TASK OBJECTIVE:
Would you please transcribe, exactly as written, the lines of the entries below starting at the one that holds "let event = LifecycleEvent" and ending at the one that holds "let v: serde_json::Value", both included?

ENTRIES PROVIDED:
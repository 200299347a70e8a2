//! Notification dispatcher — fans lifecycle events out to subscribers.
//!
//! Enabled configs are cached in memory and refreshed on every CRUD call.
//! Delivery runs on background tasks: failures are logged and counted, never
//! retried, and never reach the run or build that produced the event.

use std::collections::{BTreeMap, BTreeSet};
use std::sync::{Arc, PoisonError, RwLock};
use std::time::Duration;

use chrono::Utc;
use reqwest::header::{HeaderName, HeaderValue, CONTENT_TYPE};
use serde::Deserialize;
use serde_json::json;
use tokio_util::task::TaskTracker;

use crate::error::{CicdError, Result};
use crate::events::lifecycle::LifecycleEvent;
use crate::models::notification::{ChannelType, NotificationConfig, NotificationEvent};
use crate::services::signature::{self, SIGNATURE_HEADER};
use crate::storage::{Bucket, KvStore, KvStoreExt};

const DELIVERY_TIMEOUT: Duration = Duration::from_secs(10);

/// Create/update payload for a notification config.
#[derive(Debug, Clone, Deserialize)]
pub struct NotificationInput {
    pub name: String,
    pub channel: ChannelType,
    #[serde(default = "crate::models::pipeline::enabled_by_default")]
    pub enabled: bool,
    pub events: BTreeSet<NotificationEvent>,
    pub url: String,
    #[serde(default)]
    pub secret: Option<String>,
    #[serde(default)]
    pub headers: BTreeMap<String, String>,
    #[serde(default)]
    pub job_ids: Vec<String>,
    #[serde(default)]
    pub pipeline_ids: Vec<String>,
}

impl NotificationInput {
    fn validate(&self) -> Result<()> {
        if self.name.trim().is_empty() {
            return Err(CicdError::Validation("name is required".to_string()));
        }
        if self.events.is_empty() {
            return Err(CicdError::Validation(
                "at least one event is required".to_string(),
            ));
        }
        let url = url::Url::parse(&self.url)
            .map_err(|e| CicdError::Validation(format!("invalid url '{}': {e}", self.url)))?;
        if !matches!(url.scheme(), "http" | "https") {
            return Err(CicdError::Validation(format!(
                "url scheme must be http or https, got '{}'",
                url.scheme()
            )));
        }
        for (name, value) in &self.headers {
            if HeaderName::from_bytes(name.as_bytes()).is_err()
                || HeaderValue::from_str(value).is_err()
            {
                return Err(CicdError::Validation(format!("invalid header '{name}'")));
            }
        }
        Ok(())
    }
}

pub struct NotificationDispatcher {
    store: Arc<dyn KvStore>,
    http: reqwest::Client,
    cache: RwLock<Vec<NotificationConfig>>,
    tracker: TaskTracker,
}

impl NotificationDispatcher {
    pub fn new(store: Arc<dyn KvStore>) -> Self {
        let http = reqwest::Client::builder()
            .timeout(DELIVERY_TIMEOUT)
            .build()
            .unwrap_or_default();
        Self {
            store,
            http,
            cache: RwLock::new(Vec::new()),
            tracker: TaskTracker::new(),
        }
    }

    /// Reload the enabled-config cache from storage.
    pub async fn load(&self) -> Result<usize> {
        let configs: Vec<NotificationConfig> = self.store.list_json(Bucket::Notifications).await?;
        let enabled: Vec<_> = configs.into_iter().filter(|c| c.enabled).collect();
        let count = enabled.len();
        *self.cache.write().unwrap_or_else(PoisonError::into_inner) = enabled;
        tracing::debug!(count, "Notification configs loaded");
        Ok(count)
    }

    pub async fn create(&self, input: NotificationInput) -> Result<NotificationConfig> {
        input.validate()?;
        let now = Utc::now();
        let config = NotificationConfig {
            id: uuid::Uuid::new_v4().to_string(),
            name: input.name,
            channel: input.channel,
            enabled: input.enabled,
            events: input.events,
            url: input.url,
            secret: input.secret.filter(|s| !s.is_empty()),
            headers: input.headers,
            job_ids: input.job_ids,
            pipeline_ids: input.pipeline_ids,
            created_at: now,
            updated_at: now,
        };
        self.store
            .put_json(Bucket::Notifications, &config.id, &config)
            .await?;
        self.load().await?;
        tracing::info!(notification_id = %config.id, name = %config.name, "Notification config created");
        Ok(config)
    }

    pub async fn update(&self, id: &str, input: NotificationInput) -> Result<NotificationConfig> {
        input.validate()?;
        let mut config = self.get(id).await?;
        config.name = input.name;
        config.channel = input.channel;
        config.enabled = input.enabled;
        config.events = input.events;
        config.url = input.url;
        config.secret = input.secret.filter(|s| !s.is_empty());
        config.headers = input.headers;
        config.job_ids = input.job_ids;
        config.pipeline_ids = input.pipeline_ids;
        config.updated_at = Utc::now();
        self.store
            .put_json(Bucket::Notifications, &config.id, &config)
            .await?;
        self.load().await?;
        Ok(config)
    }

    pub async fn delete(&self, id: &str) -> Result<()> {
        self.get(id).await?;
        self.store.delete(Bucket::Notifications, id).await?;
        self.load().await?;
        tracing::info!(notification_id = %id, "Notification config deleted");
        Ok(())
    }

    pub async fn get(&self, id: &str) -> Result<NotificationConfig> {
        self.store
            .get_json(Bucket::Notifications, id)
            .await?
            .ok_or_else(|| CicdError::NotFound(format!("notification config {id}")))
    }

    pub async fn list(&self) -> Result<Vec<NotificationConfig>> {
        let mut configs: Vec<NotificationConfig> =
            self.store.list_json(Bucket::Notifications).await?;
        configs.sort_by(|a, b| a.name.cmp(&b.name));
        Ok(configs)
    }

    /// Configs that would receive `event`.
    pub fn subscribers(&self, event: &LifecycleEvent) -> Vec<NotificationConfig> {
        let subject = event.subject_id();
        self.cache
            .read()
            .unwrap_or_else(PoisonError::into_inner)
            .iter()
            .filter(|c| c.wants(event.event, subject))
            .cloned()
            .collect()
    }

    /// Fan out without waiting for delivery.
    pub fn dispatch(&self, event: LifecycleEvent) {
        let targets = self.subscribers(&event);
        if targets.is_empty() {
            return;
        }
        tracing::debug!(
            event = event.event.as_str(),
            subscribers = targets.len(),
            "Dispatching notification"
        );
        let event = Arc::new(event);
        for config in targets {
            let http = self.http.clone();
            let event = event.clone();
            self.tracker.spawn(async move {
                match deliver(&http, &config, &event).await {
                    Ok(()) => {
                        crate::metrics::notification_delivered("ok");
                        tracing::debug!(
                            notification_id = %config.id,
                            event = event.event.as_str(),
                            "Notification delivered"
                        );
                    }
                    Err(e) => {
                        crate::metrics::notification_delivered("failed");
                        tracing::warn!(
                            notification_id = %config.id,
                            event = event.event.as_str(),
                            "Notification delivery failed: {e}"
                        );
                    }
                }
            });
        }
    }

    /// Wait for every in-flight delivery to finish.
    pub async fn flush(&self) {
        self.tracker.close();
        self.tracker.wait().await;
        self.tracker.reopen();
    }
}

/// Serialize the body for the channel, sign it, and POST it.
pub async fn deliver(
    http: &reqwest::Client,
    config: &NotificationConfig,
    event: &LifecycleEvent,
) -> Result<()> {
    let body = render_body(config.channel, event)?;

    let mut req = http
        .post(&config.url)
        .header(CONTENT_TYPE, "application/json");
    for (name, value) in &config.headers {
        match (
            HeaderName::from_bytes(name.as_bytes()),
            HeaderValue::from_str(value),
        ) {
            (Ok(n), Ok(v)) => req = req.header(n, v),
            _ => tracing::warn!(header = %name, "Skipping invalid notification header"),
        }
    }
    if let Some(secret) = config.secret.as_deref().filter(|s| !s.is_empty()) {
        req = req.header(SIGNATURE_HEADER, signature::sign(secret, &body));
    }

    let resp = req.body(body).send().await?;
    if !resp.status().is_success() {
        return Err(CicdError::Internal(format!(
            "subscriber responded {}",
            resp.status()
        )));
    }
    Ok(())
}

pub fn render_body(channel: ChannelType, event: &LifecycleEvent) -> Result<Vec<u8>> {
    let bytes = match channel {
        ChannelType::Webhook => serde_json::to_vec(event)?,
        ChannelType::Slack => serde_json::to_vec(&json!({ "text": event.summary() }))?,
    };
    Ok(bytes)
}

#[cfg(test)]
mod tests {
    use super::*;
    use crate::storage::MemoryStore;

    fn input(events: &[NotificationEvent]) -> NotificationInput {
        NotificationInput {
            name: "ops".into(),
            channel: ChannelType::Webhook,
            enabled: true,
            events: events.iter().copied().collect(),
            url: "http://127.0.0.1:1/hook".into(),
            secret: None,
            headers: BTreeMap::new(),
            job_ids: vec![],
            pipeline_ids: vec![],
        }
    }

    #[tokio::test]
    async fn test_crud_refreshes_cache() {
        let d = NotificationDispatcher::new(Arc::new(MemoryStore::new()));
        let cfg = d.create(input(&[NotificationEvent::RunFailed])).await.unwrap();
        assert_eq!(d.cache.read().unwrap().len(), 1);

        let mut disabled = input(&[NotificationEvent::RunFailed]);
        disabled.enabled = false;
        d.update(&cfg.id, disabled).await.unwrap();
        assert!(d.cache.read().unwrap().is_empty());
        assert_eq!(d.list().await.unwrap().len(), 1);

        d.delete(&cfg.id).await.unwrap();
        assert!(d.list().await.unwrap().is_empty());
        assert!(matches!(d.get(&cfg.id).await, Err(CicdError::NotFound(_))));
    }

    #[tokio::test]
    async fn test_input_validation() {
        let d = NotificationDispatcher::new(Arc::new(MemoryStore::new()));
        let mut bad = input(&[NotificationEvent::RunFailed]);
        bad.url = "ftp://example.com".into();
        assert!(matches!(d.create(bad).await, Err(CicdError::Validation(_))));
        assert!(matches!(
            d.create(input(&[])).await,
            Err(CicdError::Validation(_))
        ));
    }

    #[test]
    fn test_slack_body_is_text_summary() {
        let event = LifecycleEvent {
            event: NotificationEvent::RunStarted,
            timestamp: Utc::now(),
            build: None,
            pipeline_run: None,
        };
        let body = render_body(ChannelType::Slack, &event).unwrap();
        let v: serde_json::Value = serde_json::from_slice(&body).unwrap();
        assert_eq!(v["text"], "run_started");
    }
}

TASK RESULT:
        let event = LifecycleEvent {
            event: NotificationEvent::RunStarted,
            timestamp: Utc::now(),
            build: None,
            pipeline_run: None,
        };
        let body = render_body(ChannelType::Slack, &event).unwrap();
        let v: serde_json::Value = serde_json::from_slice(&body).unwrap();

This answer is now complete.